Exercise instructions
In the entries below, the word "behind" appears on some lines. Copy each of those lines.

=-=-=

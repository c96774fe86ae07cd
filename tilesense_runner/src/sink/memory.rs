//! In-memory sinks used by tests and single-host deployments.

use super::{FeatureSink, SinkFactory};
use crate::OutputDescriptor;
use anyhow::Result;
use async_trait::async_trait;
use dashmap::DashMap;
use parking_lot::Mutex;
use std::sync::Arc;
use tilesense_geometry::{Feature, FeatureCollection};

/// An object-store sink holding one GeoJSON document per job in memory.
#[derive(Debug, Default)]
pub struct MemoryFeatureStore {
	bucket: String,
	prefix: String,
	regions: DashMap<(String, String), Vec<Feature>>,
	documents: DashMap<String, String>,
}

impl MemoryFeatureStore {
	#[must_use]
	pub fn new(bucket: &str, prefix: &str) -> Self {
		Self {
			bucket: bucket.to_string(),
			prefix: prefix.to_string(),
			..Default::default()
		}
	}

	fn object_uri(&self, job_id: &str) -> String {
		format!("s3://{}/{}/{}.geojson", self.bucket, self.prefix, job_id)
	}

	/// The finalized GeoJSON document of a job, for assertions in tests.
	pub fn document(&self, job_id: &str) -> Result<Option<FeatureCollection>> {
		match self.documents.get(job_id) {
			Some(doc) => Ok(Some(FeatureCollection::from_json_str(&doc)?)),
			None => Ok(None),
		}
	}

	/// Number of regions appended for a job.
	#[must_use]
	pub fn region_count(&self, job_id: &str) -> usize {
		self.regions.iter().filter(|entry| entry.key().0 == job_id).count()
	}
}

#[async_trait]
impl FeatureSink for MemoryFeatureStore {
	async fn append(&self, job_id: &str, region_id: &str, features: &[Feature]) -> Result<()> {
		// Keyed by region id: a redelivered region replaces its append.
		self
			.regions
			.insert((job_id.to_string(), region_id.to_string()), features.to_vec());
		Ok(())
	}

	async fn finalize(&self, job_id: &str) -> Result<Option<String>> {
		let mut parts: Vec<(String, Vec<Feature>)> = self
			.regions
			.iter()
			.filter(|entry| entry.key().0 == job_id)
			.map(|entry| (entry.key().1.clone(), entry.value().clone()))
			.collect();
		// Regions complete in arbitrary order; sort for a stable document.
		parts.sort_by(|a, b| a.0.cmp(&b.0));

		let collection = FeatureCollection::from(parts.into_iter().flat_map(|(_, features)| features).collect());
		self.documents.insert(job_id.to_string(), collection.to_json_string()?);
		Ok(Some(self.object_uri(job_id)))
	}
}

/// A streaming-bus sink emitting features in bounded batches.
#[derive(Debug)]
pub struct MemoryStreamSink {
	stream: String,
	batch_size: usize,
	pending: Mutex<Vec<Feature>>,
	batches: Mutex<Vec<Vec<Feature>>>,
}

impl MemoryStreamSink {
	#[must_use]
	pub fn new(stream: &str, batch_size: usize) -> Self {
		Self {
			stream: stream.to_string(),
			batch_size: batch_size.max(1),
			pending: Mutex::new(Vec::new()),
			batches: Mutex::new(Vec::new()),
		}
	}

	/// All emitted batches, for assertions in tests.
	#[must_use]
	pub fn batches(&self) -> Vec<Vec<Feature>> {
		self.batches.lock().clone()
	}

	/// Total number of emitted features.
	#[must_use]
	pub fn emitted_count(&self) -> usize {
		self.batches.lock().iter().map(Vec::len).sum()
	}

	fn drain_full_batches(&self) {
		let mut pending = self.pending.lock();
		let mut batches = self.batches.lock();
		while pending.len() >= self.batch_size {
			batches.push(pending.drain(..self.batch_size).collect());
		}
	}
}

#[async_trait]
impl FeatureSink for MemoryStreamSink {
	async fn append(&self, _job_id: &str, _region_id: &str, features: &[Feature]) -> Result<()> {
		self.pending.lock().extend_from_slice(features);
		self.drain_full_batches();
		Ok(())
	}

	async fn finalize(&self, _job_id: &str) -> Result<Option<String>> {
		self.drain_full_batches();
		let mut pending = self.pending.lock();
		if !pending.is_empty() {
			self.batches.lock().push(pending.drain(..).collect());
		}
		Ok(Some(format!("kinesis://{}", self.stream)))
	}
}

/// A [`SinkFactory`] resolving every output onto shared in-memory sinks, so
/// that all workers of a test or single-host run observe the same state.
#[derive(Default)]
pub struct MemorySinkFactory {
	stores: DashMap<(String, String), Arc<MemoryFeatureStore>>,
	streams: DashMap<String, Arc<MemoryStreamSink>>,
}

impl MemorySinkFactory {
	#[must_use]
	pub fn new() -> Self {
		Self::default()
	}

	/// The shared store behind an `S3` output.
	#[must_use]
	pub fn store(&self, bucket: &str, prefix: &str) -> Arc<MemoryFeatureStore> {
		self
			.stores
			.entry((bucket.to_string(), prefix.to_string()))
			.or_insert_with(|| Arc::new(MemoryFeatureStore::new(bucket, prefix)))
			.clone()
	}

	/// The shared sink behind a `Kinesis` output.
	#[must_use]
	pub fn stream(&self, stream: &str, batch_size: usize) -> Arc<MemoryStreamSink> {
		self
			.streams
			.entry(stream.to_string())
			.or_insert_with(|| Arc::new(MemoryStreamSink::new(stream, batch_size)))
			.clone()
	}
}

impl SinkFactory for MemorySinkFactory {
	fn open_sinks(&self, outputs: &[OutputDescriptor]) -> Result<Vec<Arc<dyn FeatureSink>>> {
		outputs
			.iter()
			.map(|output| {
				Ok(match output {
					OutputDescriptor::S3 { bucket, prefix } => self.store(bucket, prefix) as Arc<dyn FeatureSink>,
					OutputDescriptor::Kinesis { stream, batch_size } => {
						self.stream(stream, *batch_size) as Arc<dyn FeatureSink>
					}
				})
			})
			.collect()
	}
}

// ----------------------------------------------------------------------------
// Tests
// ----------------------------------------------------------------------------

#[cfg(test)]
mod tests {
	use super::*;
	use tilesense_geometry::Geometry;

	fn features(n: usize) -> Vec<Feature> {
		(0..n)
			.map(|i| Feature::from_image_geometry(Geometry::new_point([i as f64, 0.0])))
			.collect()
	}

	#[tokio::test]
	async fn store_appends_are_idempotent_per_region() -> Result<()> {
		let store = MemoryFeatureStore::new("results", "detections");
		store.append("job", "region-a", &features(3)).await?;
		store.append("job", "region-b", &features(2)).await?;
		// Redelivered region replaces its earlier append.
		store.append("job", "region-a", &features(3)).await?;

		let uri = store.finalize("job").await?;
		assert_eq!(uri.as_deref(), Some("s3://results/detections/job.geojson"));
		assert_eq!(store.document("job")?.unwrap().len(), 5);
		assert_eq!(store.region_count("job"), 2);
		Ok(())
	}

	#[tokio::test]
	async fn stream_batches_by_size() -> Result<()> {
		let sink = MemoryStreamSink::new("features", 4);
		sink.append("job", "region-a", &features(6)).await?;
		assert_eq!(sink.batches().len(), 1);

		sink.append("job", "region-b", &features(3)).await?;
		sink.finalize("job").await?;

		let batches = sink.batches();
		assert_eq!(batches.len(), 3);
		assert_eq!(batches[0].len(), 4);
		assert_eq!(batches[1].len(), 4);
		assert_eq!(batches[2].len(), 1);
		assert_eq!(sink.emitted_count(), 9);
		Ok(())
	}

	#[tokio::test]
	async fn factory_shares_sinks_across_opens() -> Result<()> {
		let factory = MemorySinkFactory::new();
		let outputs = vec![
			OutputDescriptor::S3 {
				bucket: "results".to_string(),
				prefix: "detections".to_string(),
			},
			OutputDescriptor::Kinesis {
				stream: "features".to_string(),
				batch_size: 10,
			},
		];

		let sinks = factory.open_sinks(&outputs)?;
		assert_eq!(sinks.len(), 2);
		sinks[0].append("job", "region-a", &features(1)).await?;

		// A second worker opening the same outputs sees the same store.
		let again = factory.open_sinks(&outputs)?;
		again[0].finalize("job").await?;
		assert_eq!(factory.store("results", "detections").document("job")?.unwrap().len(), 1);
		Ok(())
	}
}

=-=-=

Expected answer
	/// The shared store behind an `S3` output.
	/// The shared sink behind a `Kinesis` output.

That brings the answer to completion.